CASTELLÓN. La industria de Castellón, con la cerámica como principal referente, muestra su queja por los cambios regulatorios de las administraciones, tanto central como europea, en asuntos como el dinero que deben percibir por las plantas de cogeneración o la propuesta de Bruselas de reducir en un 34% las emisiones gratuitas de CO2. Todo esto afecta a las cuentas de resultados y a la competitividad frente a la feroz competencia internacional.
GasIndustrial, asociación que representa a la industria consumidora de gas, y que cuenta entre sus integrantes a azulejeras, ha anunciado la presentación de alegaciones contra las propuestas de cambios normativos en materia de distribución, transporte y regasificación para el periodo 2027-2032. La entidad expone que esta variación llega en un momento de descenso de la actividad industrial, y avisa de que este cambio «impacta directamente en la factura energética de los consumidores industriales en un momento crítico para la industria».

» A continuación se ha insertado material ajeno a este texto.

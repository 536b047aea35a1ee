//! Follower volume sizing.
//!
//! The follower's volume is the master's scaled by the per-follow copy
//! percentage, optionally capped by the follower's risk budget when a cached
//! account equity is available.

use rust_decimal::Decimal;

/// Smallest broker lot increment we will dispatch.
pub fn min_volume() -> Decimal {
    Decimal::new(1, 2)
}

/// Compute the volume to mirror for one follower.
pub fn compute_follower_volume(
    master_volume: Decimal,
    copy_percentage: Decimal,
    max_risk_per_trade: Decimal,
    equity: Option<Decimal>,
    open_price: Decimal,
) -> Decimal {
    let hundred = Decimal::new(100, 0);
    let mut volume = (master_volume * copy_percentage / hundred).round_dp(2);

    if let Some(equity) = equity.filter(|e| *e > Decimal::ZERO) {
        if open_price > Decimal::ZERO {
            let risk_notional = equity * max_risk_per_trade / hundred;
            let risk_cap = (risk_notional / open_price).round_dp(2);
            volume = volume.min(risk_cap);
        }
    }

    volume.max(min_volume())
}

/// Ratio of follower volume to master volume, recorded on the ledger.
pub fn copy_ratio(follower_volume: Decimal, master_volume: Decimal) -> Decimal {
    if master_volume <= Decimal::ZERO {
        return Decimal::ONE;
    }
    (follower_volume / master_volume).round_dp(4)
}

#[cfg(test)]
mod tests {
    use super::*;

    fn dec(s: &str) -> Decimal {
        s.parse().unwrap()
    }

    #[test]
    fn test_full_copy_keeps_master_volume() {
        let volume =
            compute_follower_volume(dec("0.10"), dec("100"), dec("2.0"), None, dec("1.10"));
        assert_eq!(volume, dec("0.10"));
    }

    #[test]
    fn test_percentage_scales_volume() {
        let volume = compute_follower_volume(dec("1.00"), dec("25"), dec("2.0"), None, dec("1.10"));
        assert_eq!(volume, dec("0.25"));
    }

    #[test]
    fn test_equity_risk_cap_applies() {
        // 1000 equity at 2% risk = 20 notional; at price 100 that caps at 0.20 lots.
        let volume = compute_follower_volume(
            dec("5.00"),
            dec("100"),
            dec("2.0"),
            Some(dec("1000")),
            dec("100"),
        );
        assert_eq!(volume, dec("0.20"));
    }

    #[test]
    fn test_risk_cap_ignored_without_equity() {
        let volume =
            compute_follower_volume(dec("5.00"), dec("100"), dec("2.0"), None, dec("100"));
        assert_eq!(volume, dec("5.00"));
    }

    #[test]
    fn test_volume_floor() {
        let volume = compute_follower_volume(dec("0.01"), dec("10"), dec("2.0"), None, dec("1.0"));
        assert_eq!(volume, min_volume());
    }

    #[test]
    fn test_copy_ratio() {
        assert_eq!(copy_ratio(dec("0.05"), dec("0.10")), dec("0.5000"));
        assert_eq!(copy_ratio(dec("0.10"), dec("0.10")), dec("1.0000"));
        assert_eq!(copy_ratio(dec("0.10"), Decimal::ZERO), Decimal::ONE);
    }
}
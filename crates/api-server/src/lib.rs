//! API Server
//!
//! HTTP and WebSocket surface of the copyrelay platform.
//!
//! # Features
//!
//! - **Ingestion**: authenticated snapshot intake from desktop clients
//! - **Replication runtime**: reconciler, engine, and backfill wired over an
//!   in-process event bus
//! - **Duplex channels**: per-user command channel and UI push channel
//! - **OpenAPI**: auto-generated Swagger documentation
//!
//! # Example
//!
//! ```ignore
//! use api_server::{ApiServer, ServerConfig};
//!
//! let config = ServerConfig::from_env();
//! let server = ApiServer::new(config, pool).await?;
//! server.run().await?;
//! ```

pub mod error;
pub mod handlers;
pub mod middleware;
pub mod routes;
pub mod state;
pub mod websocket;

pub use error::ApiError;
pub use routes::create_router;
pub use state::AppState;

use axum::extract::DefaultBodyLimit;
use axum::http::Request;
use sqlx::PgPool;
use std::net::SocketAddr;
use std::sync::Arc;
use std::time::Duration;
use tower_http::cors::{Any, CorsLayer};
use tower_http::trace::{DefaultOnResponse, TraceLayer};
use tracing::{info, Level};

/// Heartbeat cadence for every attached channel.
const HEARTBEAT_INTERVAL: Duration = Duration::from_secs(30);

/// Server configuration.
#[derive(Debug, Clone)]
pub struct ServerConfig {
    /// Host to bind to.
    pub host: String,
    /// Port to listen on.
    pub port: u16,
    /// Enable CORS for all origins (development only).
    pub cors_permissive: bool,
    /// Domain event queue capacity.
    pub event_capacity: usize,
}

impl Default for ServerConfig {
    fn default() -> Self {
        Self {
            host: "0.0.0.0".to_string(),
            port: 8000,
            cors_permissive: true,
            event_capacity: 1024,
        }
    }
}

impl ServerConfig {
    /// Create from environment variables.
    pub fn from_env() -> Self {
        Self {
            host: std::env::var("API_HOST").unwrap_or_else(|_| "0.0.0.0".to_string()),
            port: std::env::var("PORT")
                .or_else(|_| std::env::var("API_PORT"))
                .ok()
                .and_then(|p| p.parse().ok())
                .unwrap_or(8000),
            cors_permissive: std::env::var("CORS_PERMISSIVE")
                .map(|v| v == "true")
                .unwrap_or(true),
            event_capacity: std::env::var("EVENT_QUEUE_CAPACITY")
                .ok()
                .and_then(|c| c.parse().ok())
                .unwrap_or(1024),
        }
    }

    /// Get the socket address.
    pub fn socket_addr(&self) -> anyhow::Result<SocketAddr> {
        Ok(format!("{}:{}", self.host, self.port).parse()?)
    }
}

/// The API server.
pub struct ApiServer {
    config: ServerConfig,
    state: AppState,
}

impl ApiServer {
    /// Create a new API server.
    pub async fn new(config: ServerConfig, pool: PgPool) -> anyhow::Result<Self> {
        let state = AppState::new(pool, config.event_capacity);
        Ok(Self { config, state })
    }

    /// Run the server.
    pub async fn run(self) -> anyhow::Result<()> {
        let state = self.state.into_arc();

        // The replication engine consumes domain events for the life of the
        // process.
        let engine = state.engine.clone();
        tokio::spawn(async move {
            if let Err(e) = engine.run().await {
                tracing::error!(error = %e, "Replication engine stopped");
            }
        });

        // Heartbeat every attached channel; dead ones detach on failure.
        let hub = state.hub.clone();
        tokio::spawn(async move {
            let mut interval = tokio::time::interval(HEARTBEAT_INTERVAL);
            loop {
                interval.tick().await;
                hub.heartbeat();
            }
        });

        let router = create_router(state.clone());
        let router = router
            .layer(
                TraceLayer::new_for_http()
                    .on_request(|request: &Request<_>, _span: &tracing::Span| {
                        tracing::debug!(
                            method = %request.method(),
                            uri = %request.uri(),
                            "Incoming request"
                        );
                    })
                    .on_response(DefaultOnResponse::new().level(Level::DEBUG))
                    .on_failure(
                        |error: tower_http::classify::ServerErrorsFailureClass,
                         latency: std::time::Duration,
                         _span: &tracing::Span| {
                            tracing::error!(
                                error = %error,
                                latency_ms = latency.as_millis(),
                                "Request failed"
                            );
                        },
                    ),
            )
            .layer(DefaultBodyLimit::max(2 * 1024 * 1024)) // 2 MB
            .layer(if self.config.cors_permissive {
                CorsLayer::permissive()
            } else {
                CorsLayer::new()
                    .allow_origin(Any)
                    .allow_methods(Any)
                    .allow_headers(Any)
            });

        let addr = self.config.socket_addr()?;
        info!(address = %addr, "Starting API server");

        let listener = tokio::net::TcpListener::bind(addr).await?;
        axum::serve(
            listener,
            router.into_make_service_with_connect_info::<SocketAddr>(),
        )
        .await?;

        Ok(())
    }
}
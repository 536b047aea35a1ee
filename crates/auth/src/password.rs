//! Password hashing and strength validation.

use argon2::password_hash::{rand_core::OsRng, PasswordHash, PasswordHasher, PasswordVerifier, SaltString};
use argon2::Argon2;

/// Hash a password with argon2id and a fresh salt.
pub fn hash_password(password: &str) -> Result<String, String> {
    let salt = SaltString::generate(&mut OsRng);
    Argon2::default()
        .hash_password(password.as_bytes(), &salt)
        .map(|h| h.to_string())
        .map_err(|e| format!("password hashing failed: {e}"))
}

/// Verify a password against a stored hash.
pub fn verify_password(password: &str, stored_hash: &str) -> bool {
    let Ok(parsed) = PasswordHash::new(stored_hash) else {
        return false;
    };
    Argon2::default()
        .verify_password(password.as_bytes(), &parsed)
        .is_ok()
}

/// Minimum requirements: length, case mix, and a digit.
pub fn validate_password_strength(password: &str) -> Result<(), &'static str> {
    if password.len() < 8 {
        return Err("Password must be at least 8 characters long");
    }
    if !password.chars().any(|c| c.is_ascii_uppercase()) {
        return Err("Password must contain at least one uppercase letter");
    }
    if !password.chars().any(|c| c.is_ascii_lowercase()) {
        return Err("Password must contain at least one lowercase letter");
    }
    if !password.chars().any(|c| c.is_ascii_digit()) {
        return Err("Password must contain at least one number");
    }
    Ok(())
}

#[cfg(test)]
mod tests {
    use super::*;

    #[test]
    fn test_hash_and_verify_roundtrip() {
        let hash = hash_password("Sup3rsecret").unwrap();
        assert!(verify_password("Sup3rsecret", &hash));
        assert!(!verify_password("wrongpassword", &hash));
    }

    #[test]
    fn test_garbage_hash_never_verifies() {
        assert!(!verify_password("anything", "not-a-phc-string"));
    }

    #[test]
    fn test_strength_rules() {
        assert!(validate_password_strength("Sup3rsecret").is_ok());
        assert!(validate_password_strength("short1A").is_err());
        assert!(validate_password_strength("alllowercase1").is_err());
        assert!(validate_password_strength("ALLUPPERCASE1").is_err());
        assert!(validate_password_strength("NoDigitsHere").is_err());
    }
}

Uno de los asuntos que más destacan es el coste por el uso de las instalaciones. Se propone una subida del 13,7% dentro de estos costes regulados, que acaban repercutiendo en el consumidor final. En cambio, GasIndustrial menciona que el sistema gasista es «maduro y con menores necesidades de inversión y activos progresivamente amortizados». El consumidor industrial «requiere que la evolución de los costes guarde una relación proporcionada con la madurez de las infraestructuras, la utilización efectiva del sistema y el contexto de demanda», asevera.